Когда меня в первый раз привезли к ним в Керчь и оставили на несколько дней, я не мог заснуть. Дело в том, что у моей мамы на щеке была родинка, и я с детства привык, засыпая, трогать её пальцем. А тут мамы нету, и родинки тоже – не могу заснуть. Дедушка нарисовал мне на щеке химическим карандашом родинку, я её трогал и засыпал. Интересно, что через пару лет у меня на этом самом месте появилась настоящая родинка.

Помню, как во дворе в Керчи услышал, что в каком-то кинотеатре шёл новый фильм «Укротители велосипедов», и ребята его очень хвалили. Я пришёл домой и рассказал дедушке – в тот же день мы с ним пошли в кино и посмотрели этот фильм. О чём он, я не помню; важно, что дедушка мгновенно отреагировал на мою просьбу его посмотреть, и я это запомнил, хотя мне было всего пять лет.

Последний раз я видел дедушку, когда он приезжал к нам в Ригу. Мы только что получили нашу первую квартиру – двухкомнатную хрущёвку около папиного госпиталя; дедушка сидел в кресле очень довольный и радовался за нас.

Бабушку Женю (папину маму) я помню плохо. В памяти остался образ тонкой изысканной аристократки. Если я не ошибаюсь, бабушка окончила университет с отличием. Из книги дяди Мили я узнал, что она с дочкой – папиной сестрой Инной – во время войны были в эвакуации в Ташкенте.

Дедушка умер в октябре 1964 года, когда мне было шесть лет, а бабушка – в 1966 году.

Папа вырос в Керчи. Война во многом определила его жизнь. Его служба началась 15 июня 1943 года, когда ему было 16 лет, на военно-морской базе в Туапсе, где дедушка служил в госпитале, а папа стал краснофлотцем. Потом он служил в артиллерийских мастерских Батумского укреплённого сектора Главной Военно-морской базы Черноморского флота.

После войны папа поступил в Бакинское подготовительное военно-морское училище, и потом уже в Военно-морскую медицинскую академию в Ленинграде. После окончания академии был распределён на Дальний Восток, где и познакомился с мамой.



Папа – выпускник Академии


Знакомство тоже было интересным. В клубе танцы; моя мама, как всегда, королева бала. Видит, что на сцене около радиолы (а танцы устраивались под радиолу) сидит молодой морской офицер. Она спрашивает у одного из знакомых парней, как зовут лейтенанта на сцене, тот отвечает: «Абрам». Мама даже обиделась, говорит: «Я вижу, что он еврей! Зовут его как?» И пошла через весь зал к нему, поднялась на сцену и пригласила папу на вальс. А он совсем не умел танцевать. Но не возвращаться же маме одной – пошли вальсировать, и он оттоптал ей ноги… Через неделю папа уже прилично танцевал и не отходил от мамы.

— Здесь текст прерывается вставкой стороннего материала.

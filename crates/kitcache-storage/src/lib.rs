//! kitcache-storage: Storage engines for kitcache
//!
//! Two interchangeable engines implement [`kitcache_core::CacheBackend`]:
//!
//! - [`MemoryBackend`]: an in-process table with TTL expiry and a background
//!   sweep task owned by the engine.
//! - [`RedisBackend`]: a Redis client for either a single endpoint or a
//!   sentinel-monitored failover group.
//!
//! Both are built from an ordered list of typed configuration options, see
//! [`CacheOption`].

mod options;

pub use options::{CacheOption, MetricSlot, with_metric};

#[cfg(feature = "memory")]
pub mod memory;

#[cfg(feature = "memory")]
pub use memory::{MemoryBackend, MemoryBuilder, MemoryConfig};

#[cfg(feature = "redis")]
pub mod redis;

#[cfg(feature = "redis")]
pub use self::redis::{
    RedisBackend, RedisBuilder, RedisConfig, Topology, with_addresses, with_connection_string,
    with_db_number, with_logger, with_max_retry, with_timeout,
};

Папа всю жизнь очень любил маму, называл её Лидочкой, а она его – Абиком. Как-то папа уехал в командировку, и мы ждали его через пару дней. Соскучились. И вдруг раздаётся телефонный звонок. Это папа, говорит, что у него всё хорошо и послезавтра он приедет, как и было запланировано. Мама, довольная, вешает трубку – уже скоро Абик будет дома. Через несколько минут открывается дверь и в прихожую входит папа с цветами и подарками – он вернулся на два дня раньше. Из телефона-автомата позвонил и сразу же пришёл. Это был праздник в доме.

Я знал, что папа неплохо играл в волейбол и бильярд, но прочитав книгу дяди Мили, понял, что «неплохо» – это неверное определение степени папиного мастерства игры в бильярд. Приведу отрывок из книги целиком: «…приезжая поездом в отпуск в Москву он (папа – Б. К.) всегда ходил в бильярдную около Сокольников или ЦПКиО им. Горького, где играли только на деньги, и брал меня с собой. Играл часто с маклерами, которые вначале специально для затравки отдавали одну, две партии, а потом не могли выиграть у молодого офицера. Интересно было смотреть на их физиономии».